La presidenta de México, Claudia Sheinbaum, rechazó que la reforma para avanzar hacia una jornada laboral de 40 horas implique reducción salarial o aumento encubierto de horas extra, luego de que el Senado aprobara el cambio constitucional que permitirá modificar el marco legal en materia de trabajo.
Durante la conferencia presidencial, la mandataria señaló que en torno a la reforma se ha difundido información incorrecta que advierte supuestas afectaciones económicas para los trabajadores. Afirmó que es falso que la disminución de la jornada semanal vaya acompañada de recortes salariales o de un incremento obligatorio en tiempo extra. Según explicó, la iniciativa forma parte de un proceso de fortalecimiento de los derechos laborales en el país y no representa un retroceso en las condiciones de empleo.
Por su parte, el secretario del Trabajo y Previsión Social, Marath Bolaños, detalló que, al tratarse de una reforma constitucional, aún debe ser avalada por la Cámara de Diputados y posteriormente por los congresos estatales. Una vez concluido ese proceso, se deberán abordar ajustes específicos en la Ley Federal del Trabajo para establecer con claridad los mecanismos de implementación.
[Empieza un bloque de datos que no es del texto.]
//! Session validators and the validator chain
//!
//! Validators are independent pass/fail checks over a session descriptor.
//! The chain runs them in registration order with AND semantics, stopping
//! at the first failure. It is built once at startup and read concurrently
//! by many sessions afterwards.

use crate::firewall::{FirewallConfig, Transport, Verdict};
use crate::plugin::PluginRegistry;
use crate::session::{ConnectionId, ProxyCommand, ProxyStep, SessionDescriptor};
use std::sync::Arc;
use tracing::debug;

/// A single pass/fail check over a session.
pub trait SessionValidator: Send + Sync {
    /// Whether the session may proceed.
    fn validate(&self, session: &SessionDescriptor) -> bool;
}

/// External access-control boundary: decides whether a connection holds a
/// given capability.
pub trait ServiceAccess: Send + Sync {
    /// Whether `connection_id` has been granted `capability`.
    fn validate(&self, connection_id: ConnectionId, capability: u32) -> bool;
}

/// Service access that grants everything; useful when no external
/// access-control component is wired in.
#[derive(Debug, Default, Clone, Copy)]
pub struct AllowAllAccess;

impl ServiceAccess for AllowAllAccess {
    fn validate(&self, _connection_id: ConnectionId, _capability: u32) -> bool {
        true
    }
}

/// Ordered AND-composition of validators with short-circuit.
///
/// An empty chain validates every session.
#[derive(Default)]
pub struct ValidatorChain {
    validators: Vec<Arc<dyn SessionValidator>>,
}

impl ValidatorChain {
    /// Create an empty chain.
    pub fn new() -> Self {
        Self::default()
    }

    /// Build a chain from an ordered list of validators.
    pub fn from_validators(validators: Vec<Arc<dyn SessionValidator>>) -> Self {
        ValidatorChain { validators }
    }

    /// Append a validator; evaluation order is registration order.
    pub fn push(&mut self, validator: Arc<dyn SessionValidator>) {
        self.validators.push(validator);
    }

    /// Number of validators in the chain.
    pub fn len(&self) -> usize {
        self.validators.len()
    }

    /// Whether the chain holds no validators.
    pub fn is_empty(&self) -> bool {
        self.validators.is_empty()
    }

    /// Walk the chain in order; the first `false` wins and later validators
    /// are not invoked.
    pub fn validate(&self, session: &SessionDescriptor) -> bool {
        for (index, validator) in self.validators.iter().enumerate() {
            if !validator.validate(session) {
                debug!(
                    "session {} rejected by validator {}",
                    session.connection_id, index
                );
                return false;
            }
        }
        true
    }
}

/// The access-and-firewall link of the chain.
///
/// Passes when the owning plugin either allows direct connects or the
/// external service-access check grants its capability, and the firewall
/// does not deny the target.
pub struct AccessFirewallValidator {
    registry: Arc<PluginRegistry>,
    firewall: Arc<FirewallConfig>,
    service_access: Arc<dyn ServiceAccess>,
}

impl AccessFirewallValidator {
    /// Wire the validator to its collaborators.
    pub fn new(
        registry: Arc<PluginRegistry>,
        firewall: Arc<FirewallConfig>,
        service_access: Arc<dyn ServiceAccess>,
    ) -> Self {
        AccessFirewallValidator {
            registry,
            firewall,
            service_access,
        }
    }

    /// TCP only for an established CONNECT command; every other step and
    /// command is scoped as UDP.
    fn transport_for(session: &SessionDescriptor) -> Transport {
        if session.step == ProxyStep::Command && session.command == ProxyCommand::Connect {
            Transport::Tcp
        } else {
            Transport::Udp
        }
    }
}

impl SessionValidator for AccessFirewallValidator {
    fn validate(&self, session: &SessionDescriptor) -> bool {
        let plugin = match self.registry.resolve(session.plugin_id) {
            Ok(plugin) => plugin,
            Err(_) => {
                debug!(
                    "session {}: no plugin {} registered",
                    session.connection_id, session.plugin_id
                );
                return false;
            }
        };

        let access_ok = plugin.connect_enabled()
            || self
                .service_access
                .validate(session.connection_id, plugin.access_capability());
        if !access_ok {
            return false;
        }

        let verdict = self.firewall.evaluate(
            &session.target_address,
            session.target_port,
            Self::transport_for(session),
            session.plugin_id,
        );
        verdict != Verdict::Denied
    }
}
La aprobación en el Senado contó con el respaldo de 121 de los 128 legisladores. Sin embargo, siete senadores del PRI y del PAN se ausentaron de la votación, pese a que previamente habían manifestado respaldo a la reforma. Sheinbaum cuestionó esa ausencia y consideró que refleja una postura ambigua frente a la ampliación de derechos laborales.
El avance hacia la jornada de 40 horas representa un cambio estructural en el marco constitucional mexicano. De concretarse en todas sus etapas legislativas, implicará una redefinición formal del tiempo de trabajo semanal en el país. El proceso aún requiere consenso en otras instancias legislativas, por lo que su implementación dependerá de la aprobación en los congresos locales y de la adecuación de la legislación secundaria.
En el plano institucional, el debate se centra ahora en la armonización normativa y en los detalles técnicos que permitirán aplicar la reforma sin afectar el ingreso de los trabajadores ni generar distorsiones en las relaciones laborales. Por el momento, el Ejecutivo sostiene que el objetivo es consolidar derechos sin comprometer la estabilidad económica de quienes dependen de su salario.